> [TASK DETAILS]: Only some lines are wanted. Transcribe, exactly, the lines below from the line with "[ATTRNAME_UNSPECIFIED, ATTRNAME_URI, ATTRNAME_BASIC];" up to and including the line with "SAML protocol version.".

Saved data entries
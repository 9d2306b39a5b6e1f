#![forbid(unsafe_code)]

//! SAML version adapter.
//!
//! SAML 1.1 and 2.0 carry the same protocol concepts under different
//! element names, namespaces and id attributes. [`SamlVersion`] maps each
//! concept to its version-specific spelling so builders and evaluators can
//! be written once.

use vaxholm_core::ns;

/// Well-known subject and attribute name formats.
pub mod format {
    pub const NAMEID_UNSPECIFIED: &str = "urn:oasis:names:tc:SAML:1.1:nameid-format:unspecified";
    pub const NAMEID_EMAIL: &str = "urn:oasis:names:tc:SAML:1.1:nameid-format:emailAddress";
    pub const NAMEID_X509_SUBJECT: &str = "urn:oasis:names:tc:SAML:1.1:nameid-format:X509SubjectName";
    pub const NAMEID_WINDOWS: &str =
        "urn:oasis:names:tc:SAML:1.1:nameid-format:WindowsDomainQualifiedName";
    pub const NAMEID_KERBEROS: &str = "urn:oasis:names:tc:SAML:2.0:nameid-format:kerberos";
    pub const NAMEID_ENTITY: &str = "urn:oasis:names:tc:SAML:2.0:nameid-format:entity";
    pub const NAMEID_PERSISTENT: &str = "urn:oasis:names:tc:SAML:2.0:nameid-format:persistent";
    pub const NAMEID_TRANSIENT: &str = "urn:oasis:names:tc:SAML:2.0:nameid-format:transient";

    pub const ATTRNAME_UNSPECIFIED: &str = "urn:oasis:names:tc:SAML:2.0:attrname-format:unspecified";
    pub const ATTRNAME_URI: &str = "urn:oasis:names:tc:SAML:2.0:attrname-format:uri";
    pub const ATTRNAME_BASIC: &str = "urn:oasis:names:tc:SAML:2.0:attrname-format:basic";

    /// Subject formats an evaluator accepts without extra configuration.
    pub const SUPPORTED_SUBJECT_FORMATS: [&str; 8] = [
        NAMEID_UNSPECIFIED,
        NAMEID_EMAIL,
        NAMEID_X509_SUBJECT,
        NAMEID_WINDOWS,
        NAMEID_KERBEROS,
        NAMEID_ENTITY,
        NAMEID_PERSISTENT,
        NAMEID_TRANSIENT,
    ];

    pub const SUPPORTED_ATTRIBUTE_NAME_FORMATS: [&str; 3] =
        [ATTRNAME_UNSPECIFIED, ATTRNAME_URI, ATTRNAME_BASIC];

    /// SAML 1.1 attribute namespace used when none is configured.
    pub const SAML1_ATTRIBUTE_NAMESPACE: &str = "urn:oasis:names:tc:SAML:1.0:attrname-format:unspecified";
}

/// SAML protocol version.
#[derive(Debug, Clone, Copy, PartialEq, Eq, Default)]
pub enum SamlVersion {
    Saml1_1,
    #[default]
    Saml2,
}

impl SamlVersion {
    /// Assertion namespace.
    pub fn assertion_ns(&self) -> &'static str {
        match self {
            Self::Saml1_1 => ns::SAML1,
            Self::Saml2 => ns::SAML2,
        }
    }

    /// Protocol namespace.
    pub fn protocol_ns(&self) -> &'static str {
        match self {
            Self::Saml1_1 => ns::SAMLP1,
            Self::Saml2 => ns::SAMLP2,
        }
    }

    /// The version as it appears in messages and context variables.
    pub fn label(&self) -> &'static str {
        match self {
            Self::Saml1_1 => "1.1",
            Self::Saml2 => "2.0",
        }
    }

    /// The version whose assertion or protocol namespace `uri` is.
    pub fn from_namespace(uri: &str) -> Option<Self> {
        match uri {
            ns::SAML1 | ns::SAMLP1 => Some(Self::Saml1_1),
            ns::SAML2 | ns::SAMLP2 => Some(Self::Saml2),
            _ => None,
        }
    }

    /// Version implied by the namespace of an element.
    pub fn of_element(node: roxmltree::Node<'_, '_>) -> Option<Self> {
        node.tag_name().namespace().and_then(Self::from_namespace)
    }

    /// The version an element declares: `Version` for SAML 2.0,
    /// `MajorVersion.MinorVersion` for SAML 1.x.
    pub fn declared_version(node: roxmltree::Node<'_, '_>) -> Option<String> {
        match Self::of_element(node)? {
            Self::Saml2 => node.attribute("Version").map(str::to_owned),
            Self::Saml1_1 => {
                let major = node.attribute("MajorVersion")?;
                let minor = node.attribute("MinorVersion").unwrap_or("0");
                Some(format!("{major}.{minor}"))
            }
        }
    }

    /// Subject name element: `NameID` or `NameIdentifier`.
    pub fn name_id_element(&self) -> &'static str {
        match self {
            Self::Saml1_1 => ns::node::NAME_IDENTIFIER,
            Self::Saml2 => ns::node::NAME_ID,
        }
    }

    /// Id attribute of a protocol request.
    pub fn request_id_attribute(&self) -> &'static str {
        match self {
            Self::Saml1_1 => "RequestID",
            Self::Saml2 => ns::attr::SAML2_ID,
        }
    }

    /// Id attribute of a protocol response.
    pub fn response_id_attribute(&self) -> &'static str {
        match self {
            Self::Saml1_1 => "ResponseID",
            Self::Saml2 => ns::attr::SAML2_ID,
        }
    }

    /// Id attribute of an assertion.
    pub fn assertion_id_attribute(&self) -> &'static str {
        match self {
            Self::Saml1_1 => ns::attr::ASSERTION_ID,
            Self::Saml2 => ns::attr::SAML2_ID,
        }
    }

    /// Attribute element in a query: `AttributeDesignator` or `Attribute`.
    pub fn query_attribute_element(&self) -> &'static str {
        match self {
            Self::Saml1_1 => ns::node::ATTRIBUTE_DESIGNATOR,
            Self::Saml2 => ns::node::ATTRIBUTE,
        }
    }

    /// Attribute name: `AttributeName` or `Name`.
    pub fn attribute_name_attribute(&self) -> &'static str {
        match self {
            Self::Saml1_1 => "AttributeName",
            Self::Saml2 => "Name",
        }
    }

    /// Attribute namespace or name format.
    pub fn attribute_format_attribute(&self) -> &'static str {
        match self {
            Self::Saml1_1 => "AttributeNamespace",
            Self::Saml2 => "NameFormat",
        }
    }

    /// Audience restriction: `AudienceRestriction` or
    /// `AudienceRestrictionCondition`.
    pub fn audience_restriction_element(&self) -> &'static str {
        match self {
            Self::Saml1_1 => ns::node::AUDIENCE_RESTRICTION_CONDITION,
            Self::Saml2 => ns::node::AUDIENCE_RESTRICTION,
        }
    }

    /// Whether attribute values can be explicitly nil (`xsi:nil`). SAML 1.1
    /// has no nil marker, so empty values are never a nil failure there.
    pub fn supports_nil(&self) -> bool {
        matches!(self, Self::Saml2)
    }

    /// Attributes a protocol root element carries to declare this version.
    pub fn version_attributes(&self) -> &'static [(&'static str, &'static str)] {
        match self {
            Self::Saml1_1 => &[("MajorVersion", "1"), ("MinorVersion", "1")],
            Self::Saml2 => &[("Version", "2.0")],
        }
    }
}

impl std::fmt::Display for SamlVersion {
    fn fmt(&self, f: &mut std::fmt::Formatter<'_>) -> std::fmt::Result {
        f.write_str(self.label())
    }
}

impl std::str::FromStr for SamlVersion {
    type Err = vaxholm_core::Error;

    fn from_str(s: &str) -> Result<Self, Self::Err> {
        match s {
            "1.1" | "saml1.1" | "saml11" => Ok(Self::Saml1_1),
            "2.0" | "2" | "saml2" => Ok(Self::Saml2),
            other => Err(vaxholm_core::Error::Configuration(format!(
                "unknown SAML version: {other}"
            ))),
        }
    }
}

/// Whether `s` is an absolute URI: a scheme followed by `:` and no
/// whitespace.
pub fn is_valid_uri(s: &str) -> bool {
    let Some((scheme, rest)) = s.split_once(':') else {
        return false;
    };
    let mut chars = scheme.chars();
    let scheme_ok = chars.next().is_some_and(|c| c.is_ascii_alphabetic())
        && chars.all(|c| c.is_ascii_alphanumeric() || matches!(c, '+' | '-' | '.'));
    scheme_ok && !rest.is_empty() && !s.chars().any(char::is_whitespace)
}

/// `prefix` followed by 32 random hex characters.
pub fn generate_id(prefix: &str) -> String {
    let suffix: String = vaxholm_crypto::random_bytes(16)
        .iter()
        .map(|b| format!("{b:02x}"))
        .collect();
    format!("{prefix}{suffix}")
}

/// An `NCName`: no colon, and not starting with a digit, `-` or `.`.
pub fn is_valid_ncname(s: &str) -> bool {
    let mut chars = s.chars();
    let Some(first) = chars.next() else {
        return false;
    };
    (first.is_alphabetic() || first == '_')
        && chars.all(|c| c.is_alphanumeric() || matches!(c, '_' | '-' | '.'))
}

> [EXERCISE RESPONSE]:
        [ATTRNAME_UNSPECIFIED, ATTRNAME_URI, ATTRNAME_BASIC];

    /// SAML 1.1 attribute namespace used when none is configured.
    pub const SAML1_ATTRIBUTE_NAMESPACE: &str = "urn:oasis:names:tc:SAML:1.0:attrname-format:unspecified";
}

/// SAML protocol version.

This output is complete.